Mr Holden owns a house on an estate of approximately 30 houses. He has a detached garage which he has converted to use as a dog grooming parlour.

When he bought his house in 2012, Mr Holden agreed to a number of restrictive covenants:

  • not to carry on any trade or business;
  • only to use his house as a single dwelling house;
  • not to park any commercial vehicles; and
  • not to display any signs or notice on the property

Mr Holden therefore applied to the Upper Tribunal (Lands Chamber) in 2018 for these restrictions to be discharged on the grounds that they were either obsolete (ground (a) of section 84(1)) or that their discharge would not injure the persons entitled to the restriction (ground (c)).

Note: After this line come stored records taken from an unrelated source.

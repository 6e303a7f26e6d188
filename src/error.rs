//! Error types and handling for the weather reporter

use thiserror::Error;

use crate::provider::ProviderError;

/// Main error type for the weather reporter
#[derive(Error, Debug)]
pub enum ReporterError {
    /// Configuration-related errors (settings, credentials, locations file)
    #[error("Configuration error: {message}")]
    Config { message: String },

    /// Forecast provider failures, tagged with the location they belong to
    #[error("Forecast for {location} failed: {source}")]
    Provider {
        location: String,
        #[source]
        source: ProviderError,
    },

    /// Report delivery errors
    #[error("Output error: {message}")]
    Output { message: String },

    /// I/O operation errors
    #[error("I/O error: {source}")]
    Io {
        #[from]
        source: std::io::Error,
    },
}

impl ReporterError {
    /// Create a new configuration error
    pub fn config<S: Into<String>>(message: S) -> Self {
        Self::Config {
            message: message.into(),
        }
    }

    /// Wrap a provider error for the named location
    pub fn provider<S: Into<String>>(location: S, source: ProviderError) -> Self {
        Self::Provider {
            location: location.into(),
            source,
        }
    }

    /// Create a new output error
    pub fn output<S: Into<String>>(message: S) -> Self {
        Self::Output {
            message: message.into(),
        }
    }

    /// Get a user-friendly error message
    #[must_use]
    pub fn user_message(&self) -> String {
        match self {
            ReporterError::Config { message } => {
                format!("Configuration error: {message}. Please check your settings and data files.")
            }
            ReporterError::Provider { location, source } => match source {
                ProviderError::Unauthorized => {
                    format!("No forecast for {location}: the weather service rejected the API key.")
                }
                ProviderError::Request(_) => format!(
                    "No forecast for {location}: unable to reach the weather service. Please check your internet connection."
                ),
                other => format!("No forecast for {location}: {other}"),
            },
            ReporterError::Output { message } => format!("Could not write report: {message}"),
            ReporterError::Io { .. } => {
                "File operation failed. Please check file permissions.".to_string()
            }
        }
    }
}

Mr. Holden had notified his neighbours on the estate but none chose to object to the application. His application was therefore heard by way of written representations.

Decision

The Tribunal first considered whether the restrictions were obsolete as they had been entered into by Mr. Holden himself less than four years before he made his application – which was described as “astonishingly recently”. His argument on this ground was not surprisingly rejected.

The better argument was that the discharge would not injure persons entitled to the benefit of the restrictions. Mr. Holden made the point that none of his neighbours had objected to his activities.

Despite this, the Upper Tribunal considered the fact that a discharge would give carte blanche to a future owner of his property for any business use which might be more likely to injure the neighbours.

However, it decided that a limited modification was justified. This modification was personal only to the applicant.

Caution: fact sensitive issues

The Upper Tribunal exercises its discretion carefully and weighs all the facts. In this case it was not impressed by the obsolescence argument based on a recent restriction, nor did it simply rely on the absence of neighbours’ objections to wave through the application. It considered the facts and the implications of a discharge or modification before making its decision.

Why is this case important?

The decision shows that an applicant bound by a recent restriction will have an uphill struggle under ground (a) unless there is real evidence of a relevant change in character to the neighbourhood.

It also highlights that the Tribunal will not simply give the nod to an unopposed application and will consider carefully whether a modification of a covenant is a better solution than a discharge which might give carte blanche to future owners.